If you can’t make it through the holidays sugar-free, check back on Monday because I’ll be posting about ways to Stop Being Sweet in 2010!
Also, remember that the Stop Being Sweet forum will re-open on January 1st. It will be free to join and use so get some people together and get ready for a sugar-free new year.
The following video might change the way you feel about soda pop. It talks about how sugar addiction works and why we love to love sweet drinks. About ten minutes long…
Hopefully you’re planning fun and friendly gatherings this year. However, for many people, the holidays can mean spending time with strange folks you only see once a while. In some cases the people you spend the holidays with are not your first choice and in the worst case scenario you just plain don’t like them. When your Uncle Jerk and Aunt Meanie make good cookies and your Cousin Callous bakes a delicious batch of brownies, dessert quickly becomes your holiday oasis!
Wherever you go and whatever situation you find yourself in, sweets are most likely going to be there as well. The people around you can help or hinder you on your mission. Your mission, of course, is to stop being sweet—that is, avoid sugar and don’t be so kind that you let others tell you what to eat. For some, peer and family pressure is worse than personally fighting off the ginger bread man.
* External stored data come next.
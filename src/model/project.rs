use rand::Rng;
use rand::distr::Alphanumeric;
use std::fmt;

const ID_LENGTH: usize = 12;

#[derive(Clone, Debug, Eq, Hash, Ord, PartialEq, PartialOrd)]
pub struct ProjectId(pub String);

impl ProjectId {
    /// Draw a random identifier. Nothing prevents two draws from being
    /// equal, callers holding a set of projects must check for collisions.
    pub fn random<R: Rng>(rng: &mut R) -> Self {
        Self(
            (0..ID_LENGTH)
                .map(|_| char::from(rng.sample(Alphanumeric)))
                .collect(),
        )
    }
}

impl fmt::Display for ProjectId {
    fn fmt(&self, f: &mut fmt::Formatter<'_>) -> fmt::Result {
        f.write_str(&self.0)
    }
}

#[derive(Clone, Copy, Debug, Eq, Hash, PartialEq)]
pub enum ProjectStatus {
    Active,
    Finished,
}

impl ProjectStatus {
    /// Lowercase name, used to build element identifiers.
    pub fn name(self) -> &'static str {
        match self {
            ProjectStatus::Active => "active",
            ProjectStatus::Finished => "finished",
        }
    }
}

impl fmt::Display for ProjectStatus {
    fn fmt(&self, f: &mut fmt::Formatter<'_>) -> fmt::Result {
        f.write_str(self.name())
    }
}

#[derive(Clone, Debug, Eq, PartialEq)]
pub struct Project {
    pub id: ProjectId,
    pub title: String,
    pub description: String,
    pub people: u32,
    pub status: ProjectStatus,
}

impl Project {
    pub fn new(id: ProjectId, title: String, description: String, people: u32) -> Self {
        Self {
            id,
            title,
            description,
            people,
            status: ProjectStatus::Active,
        }
    }

    /// Human readable staffing, such as "1 person" or "3 persons".
    pub fn persons(&self) -> String {
        if self.people == 1 {
            "1 person".to_owned()
        } else {
            format!("{} persons", self.people)
        }
    }
}

impl fmt::Display for Project {
    fn fmt(&self, f: &mut fmt::Formatter<'_>) -> fmt::Result {
        write!(f, "{} ({})", self.title, self.id)
    }
}

#[test]
fn test_new_project_is_active() {
    let p = Project::new(
        ProjectId("abc".into()),
        "Title".into(),
        "Description".into(),
        3,
    );
    assert_eq!(p.status, ProjectStatus::Active);
}

#[test]
fn test_persons() {
    let p = Project::new(ProjectId("x".into()), "T".into(), "D".into(), 1);
    assert_eq!(p.persons(), "1 person");
    let p = Project { people: 4, ..p };
    assert_eq!(p.persons(), "4 persons");
}

#[test]
fn test_random_id_shape() {
    let mut rng = rand::rng();
    let id = ProjectId::random(&mut rng);
    assert_eq!(id.0.len(), ID_LENGTH);
    assert!(id.0.chars().all(|c| c.is_ascii_alphanumeric()));
}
Here are some typical situations and some ideas for coping.
Your family supports you. Someone makes sugar-free dessert for you just because they know you’re coming. Happy Holidays! You’ve got it made. Make sure you’ve committed yourself because being firmly set into your seat on the sugar-free wagon is up to you. Also, thank your supporters with a gift!
Some get it, some don’t. When some members of the family support you and some dangle cookies in front of your nose until you crack, hang around the supporters. Chances are supporters will join you or help defend you. It’s much easier if there are several people avoiding sugar because you can all eat from the veggie plate that you made and/or brought. A true host/supporter will offer you every kind of food to help you feel full without having eaten sweets.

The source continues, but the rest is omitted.